Uno dei lasciti più pesanti di questi ultimi 7 anni di crisi economica è il drammatico aumento della diffusione della povertà nel nostro paese. I dati statistici più autorevoli e seri ci offrono numeri che non necessitano di commenti: oggi circa 16 milioni di italiani, vale a dire uno su quattro, vive sotto la soglia della povertà relativa. E circa 6 milioni di questi si trova sotto la soglia della povertà assoluta, vale a dire che è privo delle risorse e dei mezzi per acquistare i beni e i servizi che assicurano il minimo vitale.

I poveri assoluti sono più che raddoppiati in questi anni di crisi, hanno visto entrare categorie e settori della società italiana che non erano mai stati interessati da questo fenomeno, e comprendono oltre 1,5 milioni di minori. Questi dati ci dicono di una condizione drammatica che esiste nel nostro paese, sebbene poco visibile ed emergente, perché noi sappiamo bene che la povertà e’ umile, si vergogna, tende a dissimularsi. Di questo abbiamo parlato nel convegno organizzato a Brescia con il gruppo parlamentare, alla presenza di tanta parte del mondo del terzo settore che di questi temi si occupa.

Si tratta di un argomento non facile, direi anzi scomodo, perché i poveri fanno parte dei dimenticati, degli invisibili, non si recano alle urne, e nella società dei due terzi, quella cioè dove i due terzi stanno bene, la maggioranza non si occupa di loro, e tendenzialmente è ostile a destinare loro risorse.
Eppure io credo che sia doveroso cominciare ad affrontare seriamente la questione, proprio oggi che si vedono i primi spiragli di uscita dalla crisi, perché solo nei cicli economici espansivi si può parlare di redistribuzione delle risorse.

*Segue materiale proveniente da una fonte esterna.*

//! Lobby mode aggregator
//!
//! Clients pick a game mode; the first pick locks the contested mode along
//! with its quorum and scene set. Once enough clients have picked the locked
//! mode the game starts, exactly once.

use crate::config::ModeRule;
use crate::world::{Entity, World};
use log::info;
use shared::{
    Broadcast, ClientId, EntityId, FieldSet, FieldUpdate, GameMode, LobbyFields, Role, SyncError,
    SyncResult,
};

#[derive(Debug)]
pub struct Lobby {
    pub id: EntityId,
    pub fields: LobbyFields,
    /// One pick per client, in the order clients first picked.
    picks: Vec<(ClientId, GameMode)>,
    scenes: Vec<u32>,
    started: bool,
}

impl Lobby {
    pub fn new(id: EntityId) -> Self {
        Self {
            id,
            fields: LobbyFields::new(Role::Authority),
            picks: Vec::new(),
            scenes: Vec::new(),
            started: false,
        }
    }

    pub fn locked_mode(&self) -> Option<GameMode> {
        *self.fields.current_mode.get()
    }

    pub fn pick_count(&self) -> i32 {
        *self.fields.player_pick_count.get()
    }

    pub fn required_count(&self) -> i32 {
        *self.fields.required_count.get()
    }

    pub fn is_started(&self) -> bool {
        self.started
    }

    pub fn pick_of(&self, client: ClientId) -> Option<GameMode> {
        self.picks
            .iter()
            .find(|(c, _)| *c == client)
            .map(|(_, mode)| *mode)
    }

    /// Records a pick. A client picking again replaces its earlier pick.
    pub fn record_pick(&mut self, client: ClientId, mode: GameMode, rule: ModeRule) -> SyncResult<()> {
        match self.picks.iter_mut().find(|(c, _)| *c == client) {
            Some(entry) => entry.1 = mode,
            None => self.picks.push((client, mode)),
        }

        if self.locked_mode().is_none() {
            info!(
                "Lobby locked to {:?}, {} players required",
                mode, rule.required_players
            );
            self.fields.current_mode.set(Some(mode))?;
            self.fields.required_count.set(rule.required_players as i32)?;
            self.scenes = rule.scenes;
        }
        Ok(())
    }

    pub fn remove_client(&mut self, client: ClientId) -> bool {
        let before = self.picks.len();
        self.picks.retain(|(c, _)| *c != client);
        self.picks.len() != before
    }

    fn locked_pickers(&self) -> impl Iterator<Item = ClientId> + '_ {
        let locked = self.locked_mode();
        self.picks
            .iter()
            .filter(move |(_, mode)| Some(*mode) == locked)
            .map(|(client, _)| *client)
    }

    /// Recounts picks of the locked mode. Returns the scene set to load when
    /// this recount is the one that reaches the quorum.
    pub fn recompute(&mut self) -> SyncResult<Option<Vec<u32>>> {
        if self.locked_mode().is_none() {
            return Ok(None);
        }

        let count = self.locked_pickers().count() as i32;
        self.fields.player_pick_count.set(count)?;

        if !self.started && count >= self.required_count() {
            self.started = true;
            return Ok(Some(self.scenes.clone()));
        }
        Ok(None)
    }

    /// Team index for `client`. Free-for-all has no teams; other modes
    /// alternate between two teams in pick order.
    pub fn team_of(&self, client: ClientId) -> Option<u32> {
        match self.locked_mode() {
            None | Some(GameMode::FreeForAll) => None,
            Some(_) => self
                .locked_pickers()
                .position(|c| c == client)
                .map(|index| index as u32 % 2),
        }
    }

    pub fn drain_updates(&mut self, out: &mut Vec<FieldUpdate>) {
        self.fields.drain_updates(self.id, out);
    }
}

impl World {
    pub fn pick_mode(&mut self, sender: ClientId, mode: GameMode) -> SyncResult<()> {
        let rule = self.config.mode_rule(mode);
        self.lobby.record_pick(sender, mode, rule)?;
        info!("Client {} picked {:?}", sender, mode);
        self.refresh_lobby()
    }

    /// Recounts picks, loads the scene set on the first quorum, and tells
    /// everyone where the lobby stands.
    pub fn refresh_lobby(&mut self) -> SyncResult<()> {
        let lobby_id = self.lobby.id;
        if let Some(scenes) = self.lobby.recompute()? {
            info!("Lobby quorum reached, loading scenes {:?}", scenes);
            for (index, scene) in scenes.into_iter().enumerate() {
                self.session.broadcast(
                    lobby_id,
                    Broadcast::LoadScene {
                        scene,
                        additive: index > 0,
                    },
                );
            }
        }

        self.session.broadcast(
            lobby_id,
            Broadcast::UpdateLobbyStatus {
                server_up: true,
                mode: self.lobby.locked_mode(),
                waiting: self.lobby.pick_count().max(0) as u32,
            },
        );
        Ok(())
    }

    /// Gives the sender a player once the game has started.
    pub fn request_spawn(&mut self, sender: ClientId, target: EntityId) -> SyncResult<Option<EntityId>> {
        match self.entities.get(&target) {
            Some(Entity::Lobby) => {}
            Some(_) => {
                return Err(SyncError::WrongEntityKind {
                    entity: target,
                    expected: "lobby",
                })
            }
            None => return Err(SyncError::StaleReference(target)),
        }

        if !self.lobby.is_started() || self.player_of(sender).is_some() {
            return Ok(None);
        }
        Ok(Some(self.spawn_player(sender)))
    }

    pub fn team_of(&self, client: ClientId) -> Option<u32> {
        self.lobby.team_of(client)
    }
}

#[cfg(test)]
mod tests {
    use super::*;

    fn rule(required: u32) -> ModeRule {
        ModeRule {
            required_players: required,
            scenes: vec![1, 3],
        }
    }

    #[test]
    fn test_first_pick_locks_mode() {
        let mut lobby = Lobby::new(EntityId(1));
        lobby.record_pick(1, GameMode::Teams, rule(2)).unwrap();
        lobby.record_pick(2, GameMode::CaptureTheFlag, rule(4)).unwrap();

        assert_eq!(lobby.locked_mode(), Some(GameMode::Teams));
        assert_eq!(lobby.required_count(), 2);
        assert_eq!(lobby.recompute().unwrap(), None);
        assert_eq!(lobby.pick_count(), 1);
    }

    #[test]
    fn test_quorum_starts_once() {
        let mut lobby = Lobby::new(EntityId(1));
        lobby.record_pick(1, GameMode::Teams, rule(2)).unwrap();
        assert_eq!(lobby.recompute().unwrap(), None);

        lobby.record_pick(2, GameMode::Teams, rule(2)).unwrap();
        assert_eq!(lobby.recompute().unwrap(), Some(vec![1, 3]));
        assert!(lobby.is_started());

        lobby.record_pick(3, GameMode::Teams, rule(2)).unwrap();
        assert_eq!(lobby.recompute().unwrap(), None);
        assert_eq!(lobby.pick_count(), 3);

        assert!(lobby.remove_client(1));
        assert_eq!(lobby.recompute().unwrap(), None);
        assert_eq!(lobby.pick_count(), 2);
    }

    #[test]
    fn test_repick_replaces_and_disconnect_recounts() {
        let mut lobby = Lobby::new(EntityId(1));
        lobby.record_pick(1, GameMode::Teams, rule(3)).unwrap();
        lobby.record_pick(2, GameMode::Teams, rule(3)).unwrap();
        lobby.recompute().unwrap();
        assert_eq!(lobby.pick_count(), 2);

        lobby.record_pick(2, GameMode::FreeForAll, rule(2)).unwrap();
        lobby.recompute().unwrap();
        assert_eq!(lobby.pick_count(), 1);
        assert_eq!(lobby.pick_of(2), Some(GameMode::FreeForAll));

        assert!(lobby.remove_client(1));
        lobby.recompute().unwrap();
        assert_eq!(lobby.pick_count(), 0);
        assert!(!lobby.remove_client(1));
    }

    #[test]
    fn test_team_assignment() {
        let mut lobby = Lobby::new(EntityId(1));
        assert_eq!(lobby.team_of(1), None);

        lobby.record_pick(5, GameMode::Teams, rule(4)).unwrap();
        lobby.record_pick(6, GameMode::FreeForAll, rule(4)).unwrap();
        lobby.record_pick(7, GameMode::Teams, rule(4)).unwrap();
        lobby.record_pick(8, GameMode::Teams, rule(4)).unwrap();

        assert_eq!(lobby.team_of(5), Some(0));
        assert_eq!(lobby.team_of(7), Some(1));
        assert_eq!(lobby.team_of(8), Some(0));
        assert_eq!(lobby.team_of(6), None);
    }

    #[test]
    fn test_free_for_all_has_no_teams() {
        let mut lobby = Lobby::new(EntityId(1));
        lobby.record_pick(1, GameMode::FreeForAll, rule(2)).unwrap();
        assert_eq!(lobby.team_of(1), None);
    }
}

E perché oggi noi dobbiamo decidere se vogliamo uscire dalla crisi mantenendo o addirittura alimentando le disuguaglianze che ha prodotto, o se invece vogliamo farlo all’insegna della giustizia ed equità sociale, e dunque provando a immaginare politiche che ci aiutino a ridurre progressivamente le condizioni di marginalità, ad iniziare da quelle più estreme, come quelle di chi vive oggi in condizioni di povertà assoluta. Non si tratta solo di corrispondere ad una ispirazione etica e morale che muove tanti di noi che facciamo politica, ma altresi di non erodere ulteriormente le basi della convivenza e coesione sociale, che rischiano di essere messe a dura prova dalle crescenti ingiustizie. Cominciare a discuterne seriamente, con il contributo di esperti e sulla base di proposte concrete e puntuali, che sono emerse nel corso del nostro convegno, credo sia un passo non banale nella giusta direzione.